* [Task goal]
Using the records below, transcribe word for word the stretch from the line that contains "#[derive(Debug, Clone, PartialEq)]" through the line that contains "for (digit, id)", both end lines included, and nothing else.

* [Source material]

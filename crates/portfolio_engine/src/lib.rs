//! # Portfolio Engine
//!
//! Scene lifecycle and camera transition orchestration for an interactive 3D
//! portfolio.
//!
//! ## Features
//!
//! - **Scene Registry**: one live instance per configured section
//! - **Camera Transitions**: eased interpolation of a shared camera
//! - **Transition Queue**: strictly FIFO, never overlapping
//! - **Lifecycle Events**: scene changed / transition started / transition ended
//! - **Navigation Model**: nav bar, keyboard shortcuts and radar minimap
//! - **Configuration**: TOML or RON site files
//!
//! ## Quick Start
//!
//! ```rust,no_run
//! use portfolio_engine::prelude::*;
//!
//! struct Landing;
//!
//! impl RenderableScene for Landing {
//!     fn update(&mut self) {
//!         // Per-frame animation
//!     }
//! }
//!
//! fn main() -> Result<(), Box<dyn std::error::Error>> {
//!     let config = SiteConfig::default();
//!     let mut manager = SceneManager::new(
//!         config.scenes.clone(),
//!         Box::new(SystemClock::new()),
//!         Box::new(OverlayUi::new()),
//!     )
//!     .with_settings(&config.transitions);
//!
//!     manager.register_scene("hero", Box::new(Landing))?;
//!     manager.register_scene("about", Box::new(Landing))?;
//!     let _ = manager.transition_to("about");
//!
//!     loop {
//!         manager.tick();
//!         manager.update_current_scene();
//!         if !manager.is_transitioning() {
//!             break;
//!         }
//!     }
//!     Ok(())
//! }
//! ```

#![warn(missing_docs)]
#![warn(clippy::all, clippy::pedantic, clippy::nursery)]
#![allow(clippy::module_name_repetitions, clippy::similar_names, clippy::cast_precision_loss)]

// Core engine modules
pub mod core;

pub mod foundation;
pub mod config;
pub mod render;
pub mod animation;
pub mod events;
pub mod scene;
pub mod ui;
pub mod navigation;

/// Common imports for engine users
pub mod prelude {
    pub use crate::{
        animation::{CameraTransition, Easing, StepResult},
        core::{Config, ConfigError, ConfigFormat, SiteConfig, TransitionSettings},
        events::{SceneEvent, SceneEventKind, SubscriptionId},
        foundation::{
            math::Vec3,
            time::{Clock, ManualClock, SystemClock},
        },
        navigation::{KeyMap, NavAction, Navigation},
        render::Camera,
        scene::{
            RenderableScene, SceneCatalog, SceneConfig, SceneError, SceneId, SceneManager,
            SceneSummary, TransitionOptions, TransitionOutcome, TransitionPhase,
        },
        ui::{OverlayUi, UiController, UiRegions},
    };
}
//! Keyboard bindings for scene navigation

use crate::scene::SceneId;
use std::collections::HashMap;

/// What a bound key asks for
#[derive(Debug, Clone, PartialEq, Eq)]
pub enum NavAction {
    /// Scene before the current one
    Previous,
    /// Scene after the current one
    Next,
    /// A specific scene
    GoTo(SceneId),
}

/// Key name to action table
///
/// Key names follow the DOM `KeyboardEvent.key` values ("ArrowUp", "1", ...).
#[derive(Debug, Clone, PartialEq)]
pub struct KeyMap {
    bindings: HashMap<String, NavAction>,
}

impl KeyMap {
    /// Empty table
    pub fn empty() -> Self {
        Self { bindings: HashMap::new() }
    }

    /// Arrows step through scenes, digits jump to the four portfolio sections
    pub fn portfolio() -> Self {
        let mut map = Self::empty();
        map.bind("ArrowUp", NavAction::Previous);
        map.bind("ArrowLeft", NavAction::Previous);
        map.bind("ArrowDown", NavAction::Next);
        map.bind("ArrowRight", NavAction::Next);
        for (digit, id) in [("1", "hero"), ("2", "about"), ("3", "techstack"), ("4", "projects")] {
            map.bind(digit, NavAction::GoTo(id.into()));
        }
        map
    }

    /// Bind a key, replacing any previous binding
    pub fn bind(&mut self, key: impl Into<String>, action: NavAction) {
        self.bindings.insert(key.into(), action);
    }

    /// Remove a binding
    pub fn unbind(&mut self, key: &str) -> Option<NavAction> {
        self.bindings.remove(key)
    }

    /// Action bound to a key
    pub fn action_for(&self, key: &str) -> Option<&NavAction> {
        self.bindings.get(key)
    }
}

impl Default for KeyMap {
    fn default() -> Self {
        Self::portfolio()
    }
}

#[cfg(test)]
mod tests {
    use super::*;

    #[test]
    fn test_portfolio_bindings() {
        let map = KeyMap::portfolio();
        assert_eq!(map.action_for("ArrowUp"), Some(&NavAction::Previous));
        assert_eq!(map.action_for("ArrowLeft"), Some(&NavAction::Previous));
        assert_eq!(map.action_for("ArrowDown"), Some(&NavAction::Next));
        assert_eq!(map.action_for("ArrowRight"), Some(&NavAction::Next));
        assert_eq!(map.action_for("3"), Some(&NavAction::GoTo("techstack".into())));
        assert_eq!(map.action_for("5"), None);
        assert_eq!(map.action_for("Enter"), None);
    }

    #[test]
    fn test_rebind_and_unbind() {
        let mut map = KeyMap::portfolio();
        map.bind("ArrowUp", NavAction::Next);
        assert_eq!(map.action_for("ArrowUp"), Some(&NavAction::Next));

        assert_eq!(map.unbind("1"), Some(NavAction::GoTo("hero".into())));
        assert_eq!(map.action_for("1"), None);
    }
}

* [Exercise response]
#[derive(Debug, Clone, PartialEq)]
pub struct KeyMap {
    bindings: HashMap<String, NavAction>,
}

impl KeyMap {
    /// Empty table
    pub fn empty() -> Self {
        Self { bindings: HashMap::new() }
    }

    /// Arrows step through scenes, digits jump to the four portfolio sections
    pub fn portfolio() -> Self {
        let mut map = Self::empty();
        map.bind("ArrowUp", NavAction::Previous);
        map.bind("ArrowLeft", NavAction::Previous);
        map.bind("ArrowDown", NavAction::Next);
        map.bind("ArrowRight", NavAction::Next);
        for (digit, id) in [("1", "hero"), ("2", "about"), ("3", "techstack"), ("4", "projects")] {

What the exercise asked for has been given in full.